>>>>>
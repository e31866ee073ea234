//! readalong CLI: run the HTTP server, or ingest/export books one-shot.

use std::path::PathBuf;

use clap::{Parser, Subcommand};
use tracing_subscriber::EnvFilter;
use uuid::Uuid;

use readalong::config::Config;
use readalong::error::Result;
use readalong::export::export_book;
use readalong::ingest::ingest_book;
use readalong::store::FsBlobStore;

#[derive(Parser)]
#[command(name = "readalong", version, about = "Synchronized read-along book pipeline")]
struct Cli {
    /// Path to a TOML configuration file.
    #[arg(long, global = true)]
    config: Option<PathBuf>,

    #[command(subcommand)]
    command: Command,
}

#[derive(Subcommand)]
enum Command {
    /// Run the HTTP server.
    Serve {
        /// Override the configured bind address.
        #[arg(long)]
        bind: Option<String>,
    },
    /// Ingest an EPUB file into the store and print the book id.
    Ingest { file: PathBuf },
    /// Export a book as EPUB 3 with media overlays.
    Export {
        book_id: String,
        /// Output path; defaults to the book title in the current directory.
        #[arg(long)]
        output: Option<PathBuf>,
    },
}

#[tokio::main]
async fn main() -> Result<()> {
    tracing_subscriber::fmt()
        .with_env_filter(
            EnvFilter::try_from_default_env().unwrap_or_else(|_| EnvFilter::new("info")),
        )
        .init();

    let cli = Cli::parse();
    let mut config = match &cli.config {
        Some(path) => Config::load(path)?,
        None => Config::default(),
    };

    match cli.command {
        Command::Serve { bind } => {
            if let Some(bind) = bind {
                config.bind_addr = bind;
            }
            readalong::server::serve(config).await
        }
        Command::Ingest { file } => {
            let store = FsBlobStore::new(&config.storage_root)?;
            let bytes = std::fs::read(&file)?;
            let book = ingest_book(&store, &config.asset_url_prefix, Uuid::new_v4(), &bytes)?;
            println!("{}", book.id);
            println!("  title:    {}", book.metadata.title);
            println!("  chapters: {}", book.chapters.len());
            println!(
                "  words:    {}",
                book.chapters.iter().map(|c| c.word_count).sum::<usize>()
            );
            Ok(())
        }
        Command::Export { book_id, output } => {
            let store = FsBlobStore::new(&config.storage_root)?;
            let exported = export_book(&store, &book_id, &config.asset_url_prefix)?;
            let path = output.unwrap_or_else(|| PathBuf::from(&exported.filename));
            std::fs::write(&path, &exported.bytes)?;
            println!("wrote {} ({} bytes)", path.display(), exported.bytes.len());
            Ok(())
        }
    }
}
<<<<<
### Task description
Show all lines above containing "Parser".

### Reply
use clap::{Parser, Subcommand};
#[derive(Parser)]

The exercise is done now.